Sunday 16 May 2010

Wie man zum Moslem gemacht wird

Fremd und bedrohlich wirken auf uns heute vor allem Muslime. Früher fürchtete man sich einfach vor dem Ausländer.

Aus der Kolumne von Deniz Baspinar in Die Zeit:
Stellen sie sich vor, Sie unterhalten sich auf einer Party mit einer ihnen bisher unbekannten Person. Nach einigen Minuten werden Sie gefragt, wie Sie als Christ zum Zweiten Vatikanischen Konzil stehen und im weiteren Verlauf des Gespräches möchte ihr Gegenüber wissen, wie Sie es mit dem päpstlichen Verhütungsverbot halten.
Das käme ihnen bestimmt seltsam vor. Sie würden sich vielleicht fragen, warum sie als Christ und Katholik angesprochen werden. Sie definieren sich doch gar nicht über ihre religiöse Identität. Auch wenn sie an Gott glauben und noch die Gebete der Kindheit beherrschen.
Solche Situationen sind für Muslime in Deutschland gang und gäbe. Sie müssen sich permanent mit religiösen Identitätszuschreibungen auseinandersetzen.
Das Bild, das wir uns vom Fremden machen, unterliegt einem steten kulturellen Wandel. Seit dem 11. September ist es geprägt von der vermeintlichen religiösen Andersartigkeit. Muslim zu sein, ist die aktuelle Chiffre für das Fremde und Bedrohliche. Türkische oder arabische Migranten beispielsweise werden nicht mehr als Ausländer, sondern als Moslems angesprochen. Religion wird zu einem zentralen Beschreibungsmerkmal, zum zentralen Kriterium bei der Konstruktion des Fremden.

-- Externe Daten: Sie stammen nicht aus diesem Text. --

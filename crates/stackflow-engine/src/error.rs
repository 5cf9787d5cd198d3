//! Engine error types

use crate::action::ApplyReport;
use crate::resource::{NodeState, Reference, ResourceType};
use thiserror::Error;

/// Declaration set rejected before any remote side effect
#[derive(Error, Debug, Clone, PartialEq, Eq)]
pub enum ValidationError {
    #[error("Duplicate resource id: {0}")]
    DuplicateId(String),

    #[error("Resource {node} references unknown resource in {reference}")]
    DanglingReference { node: String, reference: Reference },

    #[error("Resource {node} depends on unknown resource {dependency}")]
    UnknownDependency { node: String, dependency: String },

    #[error("Output {output} references unknown resource in {reference}")]
    DanglingOutput {
        output: String,
        reference: Reference,
    },

    #[error("Dependency cycle detected: {}", .cycle.join(" -> "))]
    Cycle { cycle: Vec<String> },
}

impl ValidationError {
    /// Node ids on the detected cycle, if this is a cycle error
    pub fn cycle_nodes(&self) -> Option<&[String]> {
        match self {
            ValidationError::Cycle { cycle } => Some(cycle),
            _ => None,
        }
    }
}

/// An attribute was read before its producing resource was created
#[derive(Error, Debug, Clone, PartialEq, Eq)]
pub enum NotReadyError {
    #[error("Attribute {node}.{attribute} is not available: {node} has not been created")]
    NodeNotCreated { node: String, attribute: String },

    #[error("Resource {node} has been created but exposes no attribute {attribute}")]
    MissingAttribute { node: String, attribute: String },
}

impl NotReadyError {
    pub fn node(&self) -> &str {
        match self {
            NotReadyError::NodeNotCreated { node, .. }
            | NotReadyError::MissingAttribute { node, .. } => node,
        }
    }
}

/// Failure reported by a provider adapter
#[derive(Error, Debug, Clone, PartialEq, Eq)]
pub enum ProviderError {
    /// Retryable failure (timeouts, throttling)
    #[error("Transient provider error: {0}")]
    Transient(String),

    /// Non-retryable failure (invalid configuration, quota exceeded)
    #[error("Permanent provider error: {0}")]
    Permanent(String),

    /// The remote object no longer exists
    #[error("Remote resource not found: {0}")]
    NotFound(String),
}

impl ProviderError {
    pub fn transient(message: impl Into<String>) -> Self {
        ProviderError::Transient(message.into())
    }

    pub fn permanent(message: impl Into<String>) -> Self {
        ProviderError::Permanent(message.into())
    }

    pub fn is_transient(&self) -> bool {
        matches!(self, ProviderError::Transient(_))
    }

    pub fn is_not_found(&self) -> bool {
        matches!(self, ProviderError::NotFound(_))
    }
}

/// One or more resources ended the pass in a failed state
#[derive(Error, Debug, Clone)]
#[error(
    "Apply finished with {} failed and {} blocked resources (failed: [{}], blocked: [{}])",
    .failed.len(),
    .blocked.len(),
    .failed.join(", "),
    .blocked.join(", ")
)]
pub struct PartialApplyError {
    pub failed: Vec<String>,
    pub blocked: Vec<String>,
    pub report: Box<ApplyReport>,
}

/// Engine errors
#[derive(Error, Debug)]
pub enum EngineError {
    #[error("Validation failed: {0}")]
    Validation(#[from] ValidationError),

    #[error("Reference not ready: {0}")]
    NotReady(#[from] NotReadyError),

    #[error("{0}")]
    PartialApply(#[from] PartialApplyError),

    #[error("No provider adapter registered for resource type {0}")]
    NoAdapter(ResourceType),

    #[error("Unknown resource: {0}")]
    UnknownNode(String),

    #[error("Invalid state transition for {node}: {from} -> {to}")]
    InvalidTransition {
        node: String,
        from: NodeState,
        to: NodeState,
    },

    #[error("Attributes for {0} were already published in this run")]
    AlreadyPublished(String),

    #[error(
        "Cancelled after {completed} of {total} batches; not started: [{}]",
        .pending.join(", ")
    )]
    Cancelled {
        completed: usize,
        total: usize,
        pending: Vec<String>,
    },

    #[error("State file error: {0}")]
    StateError(String),

    #[error("Lock acquisition failed: {0}")]
    LockError(String),

    #[error("IO error: {0}")]
    Io(#[from] std::io::Error),

    #[error("JSON error: {0}")]
    Json(#[from] serde_json::Error),
}

pub type Result<T> = std::result::Result<T, EngineError>;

Als Türkin war man früher auf einer Party die Türkei-Erklärerin vom Dienst. Der deutsche Gesprächspartner befragte einen nach dem Vorhandensein jeder einzelnen zivilisatorischen Errungenschaft: Habt ihr das Frauenwahlrecht, Universitäten und fließendes Wasser? Man nippte an seinem Getränk und bewahrte die Contenance. 
Heute muss man sich bereits beim Aperitif rechtfertigen, warum man als Muslima das Alkohol-Verbot des Islam missachte und die ultimative Gretchenfrage beantworten: "Wie hältst du es mit dem Kopftuch?" Das Kopftuch ist Material gewordenes Symbol für eine Religion, die Unbehagen und Angst auslöst. Ihre Trägerinnen ziehen Aggressionen auf sich, denn an ihnen wird das Unbehagen zu einem konkret fassbaren Ding.

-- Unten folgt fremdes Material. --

//! StackFlow Engine
//!
//! Declarative provisioning core: resources are declared with references to
//! each other's attributes, the engine orders them, drives a provider through
//! create/update/delete and hands out the resulting attributes to later
//! resources and to stack outputs.
//!
//! # Architecture
//!
//! ```text
//! ┌─────────────────────────────────────────────────┐
//! │              Stack (declarations)               │
//! └─────────────────┬───────────────────────────────┘
//!                   │ build + validate
//! ┌─────────────────▼───────────────────────────────┐
//! │                stackflow-engine                 │
//! │  ┌──────────────┐  ┌──────────────┐             │
//! │  │ResourceGraph │─▶│  Scheduler   │             │
//! │  └──────────────┘  └──────┬───────┘             │
//! │                    ┌──────▼───────┐             │
//! │  ┌──────────────┐  │  Reconciler  │  ┌────────┐ │
//! │  │ReferenceStore│◀─┤ (per batch)  ├─▶│ State  │ │
//! │  └──────┬───────┘  └──────┬───────┘  └────────┘ │
//! │  ┌──────▼───────┐         │                     │
//! │  │OutputEmitter │         │                     │
//! │  └──────────────┘         │                     │
//! └───────────────────────────┼─────────────────────┘
//!                             │
//!                  ┌──────────▼──────────┐
//!                  │ trait ProviderAdapter│
//!                  └─────────────────────┘
//! ```

pub mod action;
pub mod engine;
pub mod error;
pub mod graph;
pub mod output;
pub mod provider;
pub mod reconciler;
pub mod reference;
pub mod resource;
pub mod scheduler;
pub mod state;

// Re-exports
pub use action::{
    Action, ActionType, ApplyReport, ChangePlan, NodeOutcome, NodeResult, PlanSummary,
};
pub use engine::{Deployment, Engine, Stack};
pub use error::{
    EngineError, NotReadyError, PartialApplyError, ProviderError, Result, ValidationError,
};
pub use graph::{ResourceGraph, ResourceNode};
pub use output::{OutputEmitter, OutputSpec};
pub use provider::{CreatedResource, ProviderAdapter, ProviderRegistry, RetryConfig, with_retry};
pub use reconciler::{ReconcileOptions, Reconciler};
pub use reference::ReferenceStore;
pub use resource::{
    Attributes, Declaration, NodeState, PropValue, Reference, ResolvedProps, ResourceType,
};
pub use scheduler::{Batch, Schedule};
pub use state::{ResourceRecord, SnapshotLock, StateManager, StateSnapshot};

pub use tokio_util::sync::CancellationToken;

Die Ermordung der Ägypterin Marwa al-Scherbiny ist eine Einzeltat und trotzdem ist sie symptomatisch. Es ist davon auszugehen, dass bei einer vergleichbaren Tat vor zehn Jahren die Tat nicht explizit islamophob begründet worden wäre, sondern mit ganz "normalem" Ausländerhass. 
Diese Wahrnehmung des Fremden als einer in erster Linie religiös identifizierten Person steht jedoch in keinem Verhältnis zur Lebenswirklichkeit der Muslime in Deutschland. Auch wenn reißerische Medienberichte aus den Randzonen der Gesellschaft ein anderes Bild suggerieren.
Die Sinus-Studie über Migranten-Milieus in Deutschland aus dem Jahre 2008 beziffert die Zahl der Zugehörigen zum religiös verwurzelten Milieu, das strenge und rigide Wertvorstellungen vertritt, mit gerade mal sieben Prozent.